He Jiankui: Very recently, a patient flew here to visit me in my office. They are a couple, they are over 40 years old. They want to have a baby and already did IVF. They have embryos, but the embryos have a problem with a chromosome. So this embryo is not good. So one thing, apparently, we could do to help them is to correct the chromosome problem so they can have a healthy embryo, so they can have children. We’re not creating any immunity to anything—it’s just to restore the health of the embryo. And I believe that would be a good start.

Mat Honan: Thank you, JK. Antonio, back over to you. 

Antonio Regalado:  JK, I’m curious about your relationship to the government in China, the central government. You were punished, but on the other hand, you’re free to continue to talk about science and do research. Does the government support you and your ideas? Are you a member of the political party? Have you been offered membership? What is your relationship to the government?

He Jiankui: Next question.

Antonio Regalado: Next question? Okay. Interesting. We’ll have to postpone that one for another day.

Mat, anything else? I think we’re coming up against time, and I’m wondering if we have reader questions. I have one here that I could ask, which is about the new technologies in CRISPR. People want to know where this technology is going, in terms of the methods. You used CRISPR to delete a gene. But CRISPR itself is constantly being improved. There are new tools. So in your lab, in your experiments, what gene-editing technology are you employing?

He Jiankui:  So six years ago, we were using the original CRISPR-Cas9 invented by Jennifer Doudna. But today, we are moving on to base editing, invented by David Liu. The base editing, it’s safe in embryos. It won’t cut the DNA or break it—just small changes. So we no longer use CRISPR-Cas9. We’re using base editing.

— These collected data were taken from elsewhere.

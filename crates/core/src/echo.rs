//! A conversation engine that repeats what it was sent.

use crate::engine::{ConversationEngine, NOT_UNDERSTOOD};
use crate::reply::RawReply;
use async_trait::async_trait;
use tracing::debug;

/// Answers every utterance by echoing it back as speech.
///
/// Text sent over the audio path is repeated word for word; anything else is
/// described by its size. Useful for exercising the handshake without any
/// external service.
#[derive(Debug, Default, Clone, Copy)]
pub struct EchoEngine;

impl EchoEngine {
    pub fn new() -> Self {
        Self
    }
}

#[async_trait]
impl ConversationEngine for EchoEngine {
    fn name(&self) -> &str {
        "Echo"
    }

    async fn process_audio(&self, audio: &[u8]) -> Option<RawReply> {
        if audio.is_empty() {
            return Some(RawReply::speech(NOT_UNDERSTOOD));
        }
        let text = match std::str::from_utf8(audio).map(str::trim) {
            Ok(text) if !text.is_empty() => format!("Echo: {text}"),
            _ => format!("Echo: received {} bytes of audio", audio.len()),
        };
        debug!(bytes = audio.len(), "Echoing utterance");
        Some(RawReply::speech(text))
    }
}
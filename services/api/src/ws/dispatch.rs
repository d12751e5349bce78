//! Routes inbound frames and drives the audio reply handshake.

use super::{
    control::{ControlError, ControlRouter},
    outbox::panic_message,
    protocol::{self, GENERIC_ERROR, InboundFrame, ServerMessage},
    registry::Session,
    sink::TransportError,
};
use futures_util::FutureExt;
use std::{collections::HashMap, panic::AssertUnwindSafe, sync::Arc, time::Duration};
use tracing::{debug, error, info, instrument, warn};
use vox_core::{ConversationEngine, Reply, VoiceSynthesizer};

/// Every way handling a single frame can fail.
///
/// Only `Transport` ends the session; the rest become an `error` frame.
#[derive(Debug, thiserror::Error)]
pub enum FrameError {
    #[error(transparent)]
    Transport(#[from] TransportError),
    #[error("Invalid response format from {engine}")]
    InvalidReply { engine: String, reason: String },
    #[error("Timed out waiting for {engine}")]
    EngineTimeout { engine: String },
    #[error("{0}")]
    Rejected(String),
    #[error(transparent)]
    Internal(anyhow::Error),
}

impl From<ControlError> for FrameError {
    fn from(err: ControlError) -> Self {
        match err {
            ControlError::Rejected(message) => FrameError::Rejected(message),
            ControlError::Internal(e) => FrameError::Internal(e),
        }
    }
}

impl FrameError {
    /// The text of the `error` frame reported to the client.
    fn client_message(&self) -> String {
        match self {
            FrameError::Internal(_) | FrameError::Transport(_) => GENERIC_ERROR.to_string(),
            other => other.to_string(),
        }
    }
}

/// The per-frame protocol shared by every session.
pub struct SessionProtocol {
    engine: Arc<dyn ConversationEngine>,
    /// Engines a session can pick by name through `active_voice_agent`.
    agents: HashMap<String, Arc<dyn ConversationEngine>>,
    synthesizer: Arc<dyn VoiceSynthesizer>,
    control: ControlRouter,
    engine_timeout: Option<Duration>,
}

impl SessionProtocol {
    /// `engine` answers every session that has not picked a voice agent.
    pub fn new(
        engine: Arc<dyn ConversationEngine>,
        synthesizer: Arc<dyn VoiceSynthesizer>,
        control: ControlRouter,
    ) -> Self {
        Self {
            engine,
            agents: HashMap::new(),
            synthesizer,
            control,
            engine_timeout: None,
        }
    }

    pub fn with_agent(
        mut self,
        name: impl Into<String>,
        engine: Arc<dyn ConversationEngine>,
    ) -> Self {
        self.agents.insert(name.into(), engine);
        self
    }

    pub fn with_engine_timeout(mut self, timeout: Option<Duration>) -> Self {
        self.engine_timeout = timeout;
        self
    }

    /// The engine for a session whose `active_voice_agent` is `agent`. An
    /// empty or unknown name selects the default engine.
    pub fn engine_for(&self, agent: &str) -> &Arc<dyn ConversationEngine> {
        if agent.is_empty() {
            return &self.engine;
        }
        match self.agents.get(agent) {
            Some(engine) => engine,
            None => {
                debug!(agent, "Unknown voice agent; using the default engine");
                &self.engine
            }
        }
    }

    /// Handles one inbound frame to completion, including the whole audio
    /// handshake if the frame produces speech.
    ///
    /// Per-frame failures, panics included, are reported to the client as
    /// `error` frames and the session stays usable. Only a transport failure is
    /// returned.
    #[instrument(name = "frame", skip_all, fields(bytes = raw.len()))]
    pub async fn handle_frame(&self, session: &Session, raw: &[u8]) -> Result<(), TransportError> {
        let outcome = AssertUnwindSafe(self.process_frame(session, raw))
            .catch_unwind()
            .await
            .unwrap_or_else(|panic| {
                Err(FrameError::Internal(anyhow::anyhow!(
                    "frame handler panicked: {}",
                    panic_message(&panic)
                )))
            });
        let err = match outcome {
            Ok(()) => return Ok(()),
            Err(FrameError::Transport(e)) => return Err(e),
            Err(err) => err,
        };
        match &err {
            FrameError::Internal(e) => error!(error = ?e, "Error processing message"),
            FrameError::InvalidReply { engine, reason } => {
                warn!(%engine, %reason, "Engine reply rejected")
            }
            other => warn!(error = %other, "Frame rejected"),
        }
        session
            .send(&ServerMessage::error(err.client_message()))
            .await
    }

    async fn process_frame(&self, session: &Session, raw: &[u8]) -> Result<(), FrameError> {
        if let InboundFrame::Control(msg) = protocol::classify(raw) {
            if let Some(handler) = self.control.get(&msg.kind) {
                debug!(kind = %msg.kind, "Handling control message");
                let reply = handler.handle(session, &msg.payload).await?;
                session.send(&reply).await?;
                return Ok(());
            }
            debug!(kind = %msg.kind, "No handler for message type; treating frame as audio");
        }

        let agent = session.settings().await.active_voice_agent;
        match self.converse(self.engine_for(&agent), raw).await? {
            Reply::Speech { text } => {
                session.speak(self.synthesizer.stream(&text)).await?;
            }
            Reply::ToolCall { content } => {
                info!("Forwarding tool call");
                session.send(&ServerMessage::ToolCall { content }).await?;
            }
        }
        Ok(())
    }

    /// Runs the conversation engine and validates the shape of its reply.
    async fn converse(
        &self,
        engine: &Arc<dyn ConversationEngine>,
        audio: &[u8],
    ) -> Result<Reply, FrameError> {
        let name = engine.name().to_string();
        let pending = engine.process_audio(audio);
        let raw = match self.engine_timeout {
            Some(limit) => tokio::time::timeout(limit, pending)
                .await
                .map_err(|_| FrameError::EngineTimeout {
                    engine: name.clone(),
                })?,
            None => pending.await,
        };
        let raw = raw.ok_or_else(|| FrameError::InvalidReply {
            engine: name.clone(),
            reason: "engine returned no reply".to_string(),
        })?;
        Reply::try_from(raw).map_err(|e| FrameError::InvalidReply {
            engine: name,
            reason: e.to_string(),
        })
    }
}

Antonio Regalado: And can you tell me the nature of the genetic change that you’re experimenting with or would like to make in these cells to make them resistant to Alzheimer’s? How big a change are you making with this base editor, or trying to make with it?

He Jiankui: So to make people protected against Alzheimer’s, we just need a single base change in the whole human 3 billion letters of DNA. We just change one letter of it to protect people from Alzheimer’s.

Antonio Regalado: And how soon do you think that this could be in use? I mean, it sounds interesting. If I had a child, I might want them to be immune to Alzheimer’s. So this is quite an interesting proposal. What is the time frame in years—if it works in the lab—before it could be implemented in IVF clinics?

He Jiankui: I would say there’s the basic research that could be finished in two years. I won’t move on to the human trial. That’s not my role. It’s determined by society whether to accept it or not. And that’s the ethical side. 

Antonio Regalado: A last question on this from a reader. The question is: How do you prove the benefits? Of course, you can make a genetic change. You can even create a person with a genetic change. But if it’s for Alzheimer’s, it’s going to take 70 years before you know and can prove the results. So how can you prove its medical benefit? Or how can you predict the medical benefit?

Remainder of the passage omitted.